Seeking changes in assessment practices that might improve their impact on learning for some students runs the risk of introducing changes that might actually harm the learning for those or other students. In particular, assessment specialists need to avoid lowering standards in the effort to help more students show what they know. Research to date on accommodations and principles of universal assessment design has been able to find ways of accomplishing this by removing or reducing many sources of construct irrelevant variance. To push beyond what has been accomplished so far, research on accessible reading assessment needs to be able to make finer distinctions about which characteristics and which students require what kinds of changes in assessment practices.
A way of thinking about which students need accessible reading assessment that provides a finer grain than gross categorizations such as “students with disabilities” is to focus on those students who seem most likely to be less accurately measured by typical assessment practices than other students. For convenience, these less accurately measured students have been referred with the abbreviation of “LAMS.” In theory, focusing on LAMS seems to be a sound strategy for research on accessible assessment. Being able to identify LAMS and clarify the reasons they are less accurately assessed should help improve assessment. The challenge is finding an efficient way to identify LAMS.
Teachers’ attitudes reported in the literature about the limitations of assessment indicate that teachers claim to have insights into student achievement that assessments sometimes miss. On the other hand, the research literature indicates that there are questions about teacher judgments of student achievement. We concluded that the potential value of teachers providing at least a starting point in identifying LAMS merited a study to investigate this option.
This study sought to probe teachers’ ability to identify LAMS and to see what might be learned from a small scale study about student characteristics that may be barriers to accurate reading measurement. For the most part, teachers were able to understand and complete the relatively novel task of nominating students who might be less accurately measured than other students by typical reading tests. The majority of the students they nominated as LAMS seemed to have characteristics that suggested the students might in fact be less accurately measured. On the other hand, there were some clear misses.
In some cases, teachers had difficulty fitting their students into the study’s framework. That is, teachers demonstrated that they could understand and describe the student but found difficulty in determining which of the five barrier categories fit the student best. Researchers also noted that teachers working in the same building often described students using the same frameworks, possibly as a result of similar curriculum or training.
Results suggest that the teachers were able to differentiate between the heterogeneous needs of different students.

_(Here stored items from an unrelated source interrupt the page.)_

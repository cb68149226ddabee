use configparser::ini::Ini;
use log::{info, warn};
use once_cell::sync::Lazy;
use std::fs;
use std::path::Path;
use std::sync::Mutex;

const SAVE_DIR: &str = "save";
const PREFERENCES_INI_PATH: &str = "save/preferences.ini";

#[derive(Debug, Clone, PartialEq)]
pub struct Preferences {
    pub perfect_judgment_ms: f64,
    pub good_judgment_ms: f64,
    pub hold_body_tolerance_ms: f64,
    pub hold_tail_tolerance_ms: f64,
    /// Playback rate; judgment deltas are divided by it.
    pub time_scale: f64,
    pub chart_offset_ms: f64,
    pub autoplay: bool,
}

impl Default for Preferences {
    fn default() -> Self {
        Self {
            perfect_judgment_ms: 80.0,
            good_judgment_ms: 160.0,
            hold_body_tolerance_ms: 100.0,
            hold_tail_tolerance_ms: 100.0,
            time_scale: 1.0,
            chart_offset_ms: 0.0,
            autoplay: false,
        }
    }
}

static PREFERENCES: Lazy<Mutex<Preferences>> = Lazy::new(|| Mutex::new(Preferences::default()));

fn write_defaults(path: &Path) -> Result<(), std::io::Error> {
    let d = Preferences::default();
    let mut conf = Ini::new();
    conf.set("Judgment", "PerfectMs", Some(d.perfect_judgment_ms.to_string()));
    conf.set("Judgment", "GoodMs", Some(d.good_judgment_ms.to_string()));
    conf.set("Judgment", "HoldBodyToleranceMs", Some(d.hold_body_tolerance_ms.to_string()));
    conf.set("Judgment", "HoldTailToleranceMs", Some(d.hold_tail_tolerance_ms.to_string()));
    conf.set("Playback", "TimeScale", Some(d.time_scale.to_string()));
    conf.set("Playback", "ChartOffsetMs", Some(d.chart_offset_ms.to_string()));
    conf.set("Playback", "Autoplay", Some("0".to_string()));
    conf.write(path)
}

fn read_ms(conf: &Ini, section: &str, key: &str, default: f64) -> f64 {
    match conf.get(section, key) {
        None => default,
        Some(raw) => match raw.trim().parse::<f64>() {
            Ok(v) if v.is_finite() && v >= 0.0 => v,
            _ => {
                warn!("Ignoring [{}] {} = '{}'; keeping {}.", section, key, raw, default);
                default
            }
        },
    }
}

/// Creates `dir` if needed; failures are logged and reported as `false`.
fn ensure_dir(dir: &Path) -> bool {
    match fs::create_dir_all(dir) {
        Ok(()) => true,
        Err(e) => {
            warn!("Failed to create {:?}: {}", dir, e);
            false
        }
    }
}

/// Reads preferences from `path`. Missing files are created; bad keys keep their defaults.
pub fn load_from(path: &Path) -> Preferences {
    let defaults = Preferences::default();
    if !path.exists() {
        info!("Preferences not found, writing defaults to {:?}.", path);
        if let Some(dir) = path.parent().filter(|d| !d.as_os_str().is_empty()) {
            if !ensure_dir(dir) {
                return defaults;
            }
        }
        if let Err(e) = write_defaults(path) {
            warn!("Failed to write default preferences: {}", e);
        }
        return defaults;
    }

    let mut conf = Ini::new();
    if let Err(e) = conf.load(path) {
        warn!("Failed to load {:?} ({}), using default preferences.", path, e);
        return defaults;
    }

    let mut prefs = Preferences {
        perfect_judgment_ms: read_ms(&conf, "Judgment", "PerfectMs", defaults.perfect_judgment_ms),
        good_judgment_ms: read_ms(&conf, "Judgment", "GoodMs", defaults.good_judgment_ms),
        hold_body_tolerance_ms: read_ms(&conf, "Judgment", "HoldBodyToleranceMs", defaults.hold_body_tolerance_ms),
        hold_tail_tolerance_ms: read_ms(&conf, "Judgment", "HoldTailToleranceMs", defaults.hold_tail_tolerance_ms),
        time_scale: read_ms(&conf, "Playback", "TimeScale", defaults.time_scale),
        chart_offset_ms: conf
            .get("Playback", "ChartOffsetMs")
            .and_then(|v| v.trim().parse::<f64>().ok())
            .filter(|v| v.is_finite())
            .unwrap_or(defaults.chart_offset_ms),
        autoplay: conf
            .get("Playback", "Autoplay")
            .and_then(|v| v.trim().parse::<u8>().ok())
            .map_or(defaults.autoplay, |v| v != 0),
    };

    if prefs.time_scale <= 0.0 {
        warn!("TimeScale must be positive; using 1.");
        prefs.time_scale = 1.0;
    }
    if prefs.good_judgment_ms < prefs.perfect_judgment_ms {
        warn!(
            "GoodMs ({}) is tighter than PerfectMs ({}); widening it.",
            prefs.good_judgment_ms, prefs.perfect_judgment_ms
        );
        prefs.good_judgment_ms = prefs.perfect_judgment_ms;
    }
    prefs
}

pub fn load() {
    ensure_dir(Path::new(SAVE_DIR));
    let prefs = load_from(Path::new(PREFERENCES_INI_PATH));
    info!(
        "Preferences: perfect {}ms, good {}ms, time scale {}, autoplay {}.",
        prefs.perfect_judgment_ms, prefs.good_judgment_ms, prefs.time_scale, prefs.autoplay
    );
    *PREFERENCES.lock().unwrap_or_else(|e| e.into_inner()) = prefs;
}

/// Returns a copy of the currently loaded preferences.
pub fn get() -> Preferences {
    PREFERENCES.lock().unwrap_or_else(|e| e.into_inner()).clone()
}

#[cfg(test)]
mod tests {
    use super::*;
    use std::path::PathBuf;

    fn scratch(name: &str) -> PathBuf {
        let dir = std::env::temp_dir().join(format!("linesync-prefs-{}-{}", name, std::process::id()));
        let _ = fs::remove_dir_all(&dir);
        dir.join("preferences.ini")
    }

    #[test]
    fn missing_file_is_created_with_defaults() {
        let path = scratch("missing");
        assert_eq!(load_from(&path), Preferences::default());
        assert!(path.exists());
        assert_eq!(load_from(&path), Preferences::default());
    }

    #[test]
    fn bad_keys_keep_defaults() {
        let path = scratch("bad");
        fs::create_dir_all(path.parent().unwrap()).unwrap();
        fs::write(
            &path,
            "[Judgment]\nPerfectMs = 60\nGoodMs = fast\n[Playback]\nTimeScale = 0\nAutoplay = 1\nChartOffsetMs = -35\n",
        )
        .unwrap();
        let prefs = load_from(&path);
        assert_eq!(prefs.perfect_judgment_ms, 60.0);
        assert_eq!(prefs.good_judgment_ms, 160.0);
        assert_eq!(prefs.time_scale, 1.0);
        assert_eq!(prefs.chart_offset_ms, -35.0);
        assert!(prefs.autoplay);
    }

    #[test]
    fn unwritable_directory_falls_back_to_defaults() {
        let blocker = scratch("blocked");
        fs::create_dir_all(blocker.parent().unwrap()).unwrap();
        fs::write(&blocker, "not a directory").unwrap();
        let nested = blocker.join("save");
        assert!(!ensure_dir(&nested));
        assert_eq!(load_from(&nested.join("preferences.ini")), Preferences::default());
        assert!(!nested.exists());
    }
}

Of the seven teachers who nominated more than one student, six nominated students for different categories. There were not large discrepancies in the strength of evidence found for teachers’ descriptions across teachers. There were, however, discrepancies in the strength of evidence gathered for barrier category. This is probably both because it is easier to gather evidence on some characteristics than on others and because this study was initially designed to look most closely at certain characteristics so less provision was made for collecting evidence about others.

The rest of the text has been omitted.